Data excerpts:
════════════════

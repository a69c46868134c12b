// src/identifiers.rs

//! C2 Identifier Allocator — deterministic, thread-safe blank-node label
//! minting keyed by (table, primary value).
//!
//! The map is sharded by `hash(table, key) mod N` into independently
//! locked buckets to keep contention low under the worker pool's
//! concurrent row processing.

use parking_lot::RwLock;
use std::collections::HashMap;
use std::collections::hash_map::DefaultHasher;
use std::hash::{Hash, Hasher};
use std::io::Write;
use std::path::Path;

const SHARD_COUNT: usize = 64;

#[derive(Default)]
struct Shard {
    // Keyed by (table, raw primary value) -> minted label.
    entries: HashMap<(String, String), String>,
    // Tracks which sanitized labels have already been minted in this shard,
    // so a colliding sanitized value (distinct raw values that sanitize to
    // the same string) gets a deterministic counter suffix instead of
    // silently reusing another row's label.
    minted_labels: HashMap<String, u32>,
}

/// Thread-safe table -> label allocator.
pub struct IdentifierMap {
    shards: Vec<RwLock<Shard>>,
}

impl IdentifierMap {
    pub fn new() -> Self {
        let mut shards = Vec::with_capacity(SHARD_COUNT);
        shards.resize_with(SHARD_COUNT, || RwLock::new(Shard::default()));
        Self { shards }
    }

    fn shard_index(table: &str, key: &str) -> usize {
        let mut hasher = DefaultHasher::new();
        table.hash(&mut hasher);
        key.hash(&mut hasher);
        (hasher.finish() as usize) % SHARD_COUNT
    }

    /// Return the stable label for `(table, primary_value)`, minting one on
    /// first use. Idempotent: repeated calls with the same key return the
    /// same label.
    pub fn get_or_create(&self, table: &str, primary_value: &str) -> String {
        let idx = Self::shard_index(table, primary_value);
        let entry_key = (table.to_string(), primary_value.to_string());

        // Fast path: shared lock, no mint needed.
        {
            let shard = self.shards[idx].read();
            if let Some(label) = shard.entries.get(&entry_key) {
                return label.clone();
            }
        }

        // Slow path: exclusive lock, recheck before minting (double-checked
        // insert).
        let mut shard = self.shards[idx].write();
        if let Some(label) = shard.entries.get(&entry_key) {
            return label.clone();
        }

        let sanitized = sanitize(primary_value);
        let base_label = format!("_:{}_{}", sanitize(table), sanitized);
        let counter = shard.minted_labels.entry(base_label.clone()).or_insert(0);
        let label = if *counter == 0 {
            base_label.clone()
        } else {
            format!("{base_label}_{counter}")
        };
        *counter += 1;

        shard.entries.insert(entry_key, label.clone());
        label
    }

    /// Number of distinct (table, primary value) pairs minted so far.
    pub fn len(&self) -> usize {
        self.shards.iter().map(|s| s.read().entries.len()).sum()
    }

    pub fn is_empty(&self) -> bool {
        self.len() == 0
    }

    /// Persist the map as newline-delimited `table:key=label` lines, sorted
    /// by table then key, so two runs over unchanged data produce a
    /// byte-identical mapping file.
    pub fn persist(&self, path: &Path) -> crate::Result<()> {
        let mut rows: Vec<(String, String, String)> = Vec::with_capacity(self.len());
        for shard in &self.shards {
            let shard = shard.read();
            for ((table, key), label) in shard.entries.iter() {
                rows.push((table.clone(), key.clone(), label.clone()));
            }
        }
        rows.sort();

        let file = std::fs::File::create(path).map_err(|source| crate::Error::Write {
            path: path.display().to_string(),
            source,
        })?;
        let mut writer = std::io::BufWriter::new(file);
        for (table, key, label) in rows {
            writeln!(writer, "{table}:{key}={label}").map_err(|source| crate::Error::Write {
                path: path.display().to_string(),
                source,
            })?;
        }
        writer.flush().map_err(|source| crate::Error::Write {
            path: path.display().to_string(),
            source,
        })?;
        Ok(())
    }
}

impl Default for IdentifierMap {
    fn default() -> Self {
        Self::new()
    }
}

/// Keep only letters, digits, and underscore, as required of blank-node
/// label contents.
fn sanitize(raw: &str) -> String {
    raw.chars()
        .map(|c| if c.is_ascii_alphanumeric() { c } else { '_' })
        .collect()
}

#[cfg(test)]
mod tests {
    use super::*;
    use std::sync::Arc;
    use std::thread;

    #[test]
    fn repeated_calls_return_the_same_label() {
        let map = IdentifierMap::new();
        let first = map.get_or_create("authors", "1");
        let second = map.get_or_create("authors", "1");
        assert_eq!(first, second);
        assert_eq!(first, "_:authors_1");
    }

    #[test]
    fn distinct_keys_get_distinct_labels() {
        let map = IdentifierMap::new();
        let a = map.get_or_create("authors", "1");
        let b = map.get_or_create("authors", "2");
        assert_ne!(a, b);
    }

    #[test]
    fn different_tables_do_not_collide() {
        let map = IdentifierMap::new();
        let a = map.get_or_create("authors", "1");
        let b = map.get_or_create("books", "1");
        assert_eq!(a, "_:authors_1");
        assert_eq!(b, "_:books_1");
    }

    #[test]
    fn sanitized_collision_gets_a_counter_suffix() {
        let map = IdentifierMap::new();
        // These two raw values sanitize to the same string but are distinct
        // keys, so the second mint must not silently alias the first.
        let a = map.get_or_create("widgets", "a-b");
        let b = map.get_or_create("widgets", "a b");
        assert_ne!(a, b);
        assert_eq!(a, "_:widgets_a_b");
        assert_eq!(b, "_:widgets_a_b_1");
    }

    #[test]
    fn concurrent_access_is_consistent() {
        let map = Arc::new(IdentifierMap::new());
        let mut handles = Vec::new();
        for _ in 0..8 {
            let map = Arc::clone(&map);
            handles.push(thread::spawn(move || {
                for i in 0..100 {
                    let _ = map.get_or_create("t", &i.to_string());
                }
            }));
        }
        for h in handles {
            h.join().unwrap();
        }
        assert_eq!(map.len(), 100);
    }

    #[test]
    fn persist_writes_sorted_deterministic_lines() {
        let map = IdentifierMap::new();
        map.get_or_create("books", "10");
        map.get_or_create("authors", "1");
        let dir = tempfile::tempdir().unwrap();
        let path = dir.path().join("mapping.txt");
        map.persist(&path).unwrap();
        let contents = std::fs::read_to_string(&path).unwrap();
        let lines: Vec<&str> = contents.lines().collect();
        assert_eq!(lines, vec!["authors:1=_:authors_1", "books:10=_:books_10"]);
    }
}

════════════════

Copy the records. Each line should match exactly.

Response to this exercise:
repository a69c46868134c12b
// src/identifiers.rs

//! C2 Identifier Allocator — deterministic, thread-safe blank-node label
//! minting keyed by (table, primary value).
//!
//! The map is sharded by `hash(table, key) mod N` into independently
//! locked buckets to keep contention low under the worker pool's
//! concurrent row processing.

use parking_lot::RwLock;
use std::collections::HashMap;
use std::collections::hash_map::DefaultHasher;
use std::hash::{Hash, Hasher};
use std::io::Write;
use std::path::Path;

const SHARD_COUNT: usize = 64;

#[derive(Default)]
struct Shard {
    // Keyed by (table, raw primary value) -> minted label.
    entries: HashMap<(String, String), String>,
    // Tracks which sanitized labels have already been minted in this shard,
    // so a colliding sanitized value (distinct raw values that sanitize to
    // the same string) gets a deterministic counter suffix instead of
    // silently reusing another row's label.
    minted_labels: HashMap<String, u32>,
}

/// Thread-safe table -> label allocator.
pub struct IdentifierMap {
    shards: Vec<RwLock<Shard>>,
}

impl IdentifierMap {
    pub fn new() -> Self {
        let mut shards = Vec::with_capacity(SHARD_COUNT);
        shards.resize_with(SHARD_COUNT, || RwLock::new(Shard::default()));
        Self { shards }
    }

    fn shard_index(table: &str, key: &str) -> usize {
        let mut hasher = DefaultHasher::new();
        table.hash(&mut hasher);
        key.hash(&mut hasher);
        (hasher.finish() as usize) % SHARD_COUNT
    }

    /// Return the stable label for `(table, primary_value)`, minting one on
    /// first use. Idempotent: repeated calls with the same key return the
    /// same label.
    pub fn get_or_create(&self, table: &str, primary_value: &str) -> String {
        let idx = Self::shard_index(table, primary_value);
        let entry_key = (table.to_string(), primary_value.to_string());

        // Fast path: shared lock, no mint needed.
        {
            let shard = self.shards[idx].read();
            if let Some(label) = shard.entries.get(&entry_key) {
                return label.clone();
            }
        }

        // Slow path: exclusive lock, recheck before minting (double-checked
        // insert).
        let mut shard = self.shards[idx].write();
        if let Some(label) = shard.entries.get(&entry_key) {
            return label.clone();
        }

        let sanitized = sanitize(primary_value);
        let base_label = format!("_:{}_{}", sanitize(table), sanitized);
        let counter = shard.minted_labels.entry(base_label.clone()).or_insert(0);
        let label = if *counter == 0 {
            base_label.clone()
        } else {
            format!("{base_label}_{counter}")
        };
        *counter += 1;

        shard.entries.insert(entry_key, label.clone());
        label
    }

    /// Number of distinct (table, primary value) pairs minted so far.
    pub fn len(&self) -> usize {
        self.shards.iter().map(|s| s.read().entries.len()).sum()
    }

    pub fn is_empty(&self) -> bool {
        self.len() == 0
    }

    /// Persist the map as newline-delimited `table:key=label` lines, sorted
    /// by table then key, so two runs over unchanged data produce a
    /// byte-identical mapping file.
    pub fn persist(&self, path: &Path) -> crate::Result<()> {
        let mut rows: Vec<(String, String, String)> = Vec::with_capacity(self.len());
        for shard in &self.shards {
            let shard = shard.read();
            for ((table, key), label) in shard.entries.iter() {
                rows.push((table.clone(), key.clone(), label.clone()));
            }
        }
        rows.sort();

        let file = std::fs::File::create(path).map_err(|source| crate::Error::Write {
            path: path.display().to_string(),
            source,
        })?;
        let mut writer = std::io::BufWriter::new(file);
        for (table, key, label) in rows {
            writeln!(writer, "{table}:{key}={label}").map_err(|source| crate::Error::Write {
                path: path.display().to_string(),
                source,
            })?;
        }
        writer.flush().map_err(|source| crate::Error::Write {
            path: path.display().to_string(),
            source,
        })?;
        Ok(())
    }
}

impl Default for IdentifierMap {
    fn default() -> Self {
        Self::new()
    }
}

/// Keep only letters, digits, and underscore, as required of blank-node
/// label contents.
fn sanitize(raw: &str) -> String {
    raw.chars()
        .map(|c| if c.is_ascii_alphanumeric() { c } else { '_' })
        .collect()
}

#[cfg(test)]
mod tests {
    use super::*;
    use std::sync::Arc;
    use std::thread;

    #[test]
    fn repeated_calls_return_the_same_label() {
        let map = IdentifierMap::new();
        let first = map.get_or_create("authors", "1");
        let second = map.get_or_create("authors", "1");
        assert_eq!(first, second);
        assert_eq!(first, "_:authors_1");
    }

    #[test]
    fn distinct_keys_get_distinct_labels() {
        let map = IdentifierMap::new();
        let a = map.get_or_create("authors", "1");
        let b = map.get_or_create("authors", "2");
        assert_ne!(a, b);
    }

    #[test]
    fn different_tables_do_not_collide() {
        let map = IdentifierMap::new();
        let a = map.get_or_create("authors", "1");
        let b = map.get_or_create("books", "1");
        assert_eq!(a, "_:authors_1");
        assert_eq!(b, "_:books_1");
    }

    #[test]
    fn sanitized_collision_gets_a_counter_suffix() {
        let map = IdentifierMap::new();
        // These two raw values sanitize to the same string but are distinct
        // keys, so the second mint must not silently alias the first.
        let a = map.get_or_create("widgets", "a-b");
        let b = map.get_or_create("widgets", "a b");
        assert_ne!(a, b);
        assert_eq!(a, "_:widgets_a_b");
        assert_eq!(b, "_:widgets_a_b_1");
    }

    #[test]
    fn concurrent_access_is_consistent() {
        let map = Arc::new(IdentifierMap::new());
        let mut handles = Vec::new();
        for _ in 0..8 {
            let map = Arc::clone(&map);
            handles.push(thread::spawn(move || {
                for i in 0..100 {
                    let _ = map.get_or_create("t", &i.to_string());
                }
            }));
        }
        for h in handles {
            h.join().unwrap();
        }
        assert_eq!(map.len(), 100);
    }

    #[test]
    fn persist_writes_sorted_deterministic_lines() {
        let map = IdentifierMap::new();
        map.get_or_create("books", "10");
        map.get_or_create("authors", "1");
        let dir = tempfile::tempdir().unwrap();
        let path = dir.path().join("mapping.txt");
        map.persist(&path).unwrap();
        let contents = std::fs::read_to_string(&path).unwrap();
        let lines: Vec<&str> = contents.lines().collect();
        assert_eq!(lines, vec!["authors:1=_:authors_1", "books:10=_:books_10"]);
    }
}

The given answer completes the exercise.